There is a hill on the Western slope of the Acropolis called the Areopagus, or Areopagus Hill. One would not know from the swooping doves and stretching olive orchards which adorn the area that it was until recently the site of recurring tragedy. The rocky outcropping above its rubbled ruins, which allows sublime views of a city at dusk, is composed entirely of a reddish marble; each day, thousands of visitors from the Parthenon tackle this outcropping. Over the course of years, this marble has become polished and slippery, so that at first every few years, and then a few times per year, someone would slip and, hitting head to matter, be killed. As casualties mounted into the dozens and then hundreds annually, an amount of danger deterring even the most overtly determined Grecophiles and flocking international tour groups, the Athenian Tourism Institute flew into action.
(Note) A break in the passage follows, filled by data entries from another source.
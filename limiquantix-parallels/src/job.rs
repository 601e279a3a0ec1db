//! Asynchronous job execution and fault decoding.
//!
//! A vendor operation is submitted as a job, waited on under the connection's
//! timeout, and then either yields a result handle or a [`Fault`]. Failed jobs
//! may carry an error event with a better description than their return code;
//! that lookup is best-effort and falls back to describing the return code.

use std::fmt;
use std::sync::Arc;
use std::time::Duration;

use tracing::{error, warn};

use crate::error::Result;
use crate::handle::Handle;
use crate::sdk::consts::{PRL_ERR_INVALID_HANDLE, PRL_ERR_SUCCESS, PRL_ERR_TIMEOUT};
use crate::sdk::{RawHandle, ResultCode, Sdk, SdkResult};

/// Short and long description of a vendor failure.
#[derive(Debug, Clone, PartialEq, Eq)]
pub struct FaultInfo {
    pub code: ResultCode,
    pub short: String,
    pub long: String,
}

impl FaultInfo {
    /// Describe a result code through the primary channel.
    pub fn describe(sdk: &dyn Sdk, code: ResultCode) -> Self {
        Self {
            code,
            short: sdk.result_description(code, true),
            long: sdk.result_description(code, false),
        }
    }

    /// Describe a failure through the job's error event.
    fn from_event(sdk: &dyn Sdk, event: RawHandle) -> SdkResult<Self> {
        Ok(Self {
            code: sdk.event_err_code(event)?,
            short: sdk.event_err_string(event, true)?,
            long: sdk.event_err_string(event, false)?,
        })
    }
}

impl fmt::Display for FaultInfo {
    fn fmt(&self, f: &mut fmt::Formatter<'_>) -> fmt::Result {
        match (self.short.is_empty(), self.long.is_empty()) {
            (false, false) => write!(f, "{} {}", self.short, self.long),
            (false, true) => write!(f, "{}", self.short),
            (true, false) => write!(f, "{}", self.long),
            (true, true) => write!(f, "vendor error {:#x}", self.code),
        }
    }
}

/// Failure outcome of a job.
#[derive(Debug, Clone, PartialEq, Eq)]
pub enum Fault {
    /// Submission, wait, return-code or result retrieval failed.
    Call(FaultInfo),
    /// Nonzero return code, described by the code itself.
    Job(FaultInfo),
    /// Nonzero return code, described by the job's error event.
    JobEvent { ret_code: ResultCode, info: FaultInfo },
}

impl Fault {
    pub fn info(&self) -> &FaultInfo {
        match self {
            Self::Call(info) | Self::Job(info) => info,
            Self::JobEvent { info, .. } => info,
        }
    }

    /// The wait timed out; the vendor-side operation may still complete.
    pub fn is_timeout(&self) -> bool {
        matches!(self, Self::Call(info) if info.code == PRL_ERR_TIMEOUT)
    }

    /// The job ran and reported failure.
    pub fn is_job_failure(&self) -> bool {
        !matches!(self, Self::Call(_))
    }
}

impl fmt::Display for Fault {
    fn fmt(&self, f: &mut fmt::Formatter<'_>) -> fmt::Result {
        fmt::Display::fmt(self.info(), f)
    }
}

/// Runs vendor jobs under a fixed timeout.
#[derive(Clone)]
pub struct JobRunner {
    sdk: Arc<dyn Sdk>,
    timeout: Option<Duration>,
}

impl JobRunner {
    /// `timeout` of `None` waits indefinitely.
    pub fn new(sdk: Arc<dyn Sdk>, timeout: Option<Duration>) -> Self {
        Self { sdk, timeout }
    }

    pub fn timeout(&self) -> Option<Duration> {
        self.timeout
    }

    /// Submit a job and wait for its result handle.
    ///
    /// The job handle is released before returning on every path. A returned
    /// result handle is owned by the caller.
    pub fn run<F>(&self, submit: F) -> std::result::Result<Handle, Fault>
    where
        F: FnOnce(&dyn Sdk) -> SdkResult<RawHandle>,
    {
        let sdk = self.sdk.as_ref();

        let job = match submit(sdk) {
            Ok(raw) => Handle::new(Arc::clone(&self.sdk), raw),
            Err(code) => return Err(self.call_fault("submit", code)),
        };

        if let Err(code) = sdk.job_wait(job.raw(), self.timeout) {
            return Err(self.call_fault("wait", code));
        }

        let ret_code = sdk
            .job_ret_code(job.raw())
            .map_err(|code| self.call_fault("ret_code", code))?;

        if ret_code != PRL_ERR_SUCCESS {
            return Err(self.job_fault(&job, ret_code));
        }

        match sdk.job_result(job.raw()) {
            Ok(raw) if raw.is_invalid() => {
                Err(self.call_fault("result", PRL_ERR_INVALID_HANDLE))
            }
            Ok(raw) => Ok(Handle::new(Arc::clone(&self.sdk), raw)),
            Err(code) => Err(self.call_fault("result", code)),
        }
    }

    /// Run a job whose result is not needed.
    pub fn wait<F>(&self, submit: F) -> std::result::Result<(), Fault>
    where
        F: FnOnce(&dyn Sdk) -> SdkResult<RawHandle>,
    {
        self.run(submit).map(drop)
    }

    /// Run a job and take ownership of the first parameter of its result.
    pub fn first_param<F>(&self, submit: F) -> Result<Handle>
    where
        F: FnOnce(&dyn Sdk) -> SdkResult<RawHandle>,
    {
        let result = self.run(submit)?;
        Handle::acquire(&self.sdk, self.sdk.result_param_by_index(result.raw(), 0))
    }

    fn call_fault(&self, step: &'static str, code: ResultCode) -> Fault {
        let info = FaultInfo::describe(self.sdk.as_ref(), code);
        if code == PRL_ERR_TIMEOUT {
            warn!(step, timeout = ?self.timeout, "Vendor job timed out: {}", info);
        } else {
            error!(step, code = %format!("{:#x}", code), "Vendor job call failed: {}", info);
        }
        Fault::Call(info)
    }

    fn job_fault(&self, job: &Handle, ret_code: ResultCode) -> Fault {
        let sdk = self.sdk.as_ref();

        let event = match Handle::acquire(&self.sdk, sdk.job_error(job.raw())) {
            Ok(event) => event,
            Err(e) => {
                warn!(error = %e, "No error event for failed job, reporting return code");
                return self.primary_job_fault(ret_code);
            }
        };

        match FaultInfo::from_event(sdk, event.raw()) {
            Ok(info) => {
                error!(ret_code = %format!("{:#x}", ret_code), "Vendor job failed: {}", info);
                Fault::JobEvent { ret_code, info }
            }
            Err(code) => {
                warn!(
                    code = %format!("{:#x}", code),
                    "Error event unreadable, reporting return code"
                );
                self.primary_job_fault(ret_code)
            }
        }
    }

    fn primary_job_fault(&self, ret_code: ResultCode) -> Fault {
        let info = FaultInfo::describe(self.sdk.as_ref(), ret_code);
        error!(ret_code = %format!("{:#x}", ret_code), "Vendor job failed: {}", info);
        Fault::Job(info)
    }
}

impl fmt::Debug for JobRunner {
    fn fmt(&self, f: &mut fmt::Formatter<'_>) -> fmt::Result {
        f.debug_struct("JobRunner")
            .field("timeout", &self.timeout)
            .finish()
    }
}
The Institute’s goals were tripartite: rehabilitating the Athenian and Areopagean images, improving the walkability of the Areopagus Hill, and keeping human mortality rates to a viable minimum. After months of accepting and judging proposals from world-class engineers (during which a dozen more teenagers, sneaking over the closed hill’s barricades, were tragically killed), the Institute decided on a plan of action involving the roughening of the hill. A sort of special reverse sandpaper was built, tested, and employed on the rust-colored marble, undoing the decades of human weathering with industrial drills, water pressure, inverse sandblasters, hammer-and-chisels, and other equally primitive techniques. 

Some speculated, after the repair work was finished, that the treacherous landscape had been a spiritual vengeance by the dead of the Areopagean cemetery, circa 1650 BCE, upon which many of the tourists trampled. Others mused at the way in which a thousand thousand strolls had accomplished a smoothing which far surpassed the technical abilities of even the most accomplished classical craftsmen.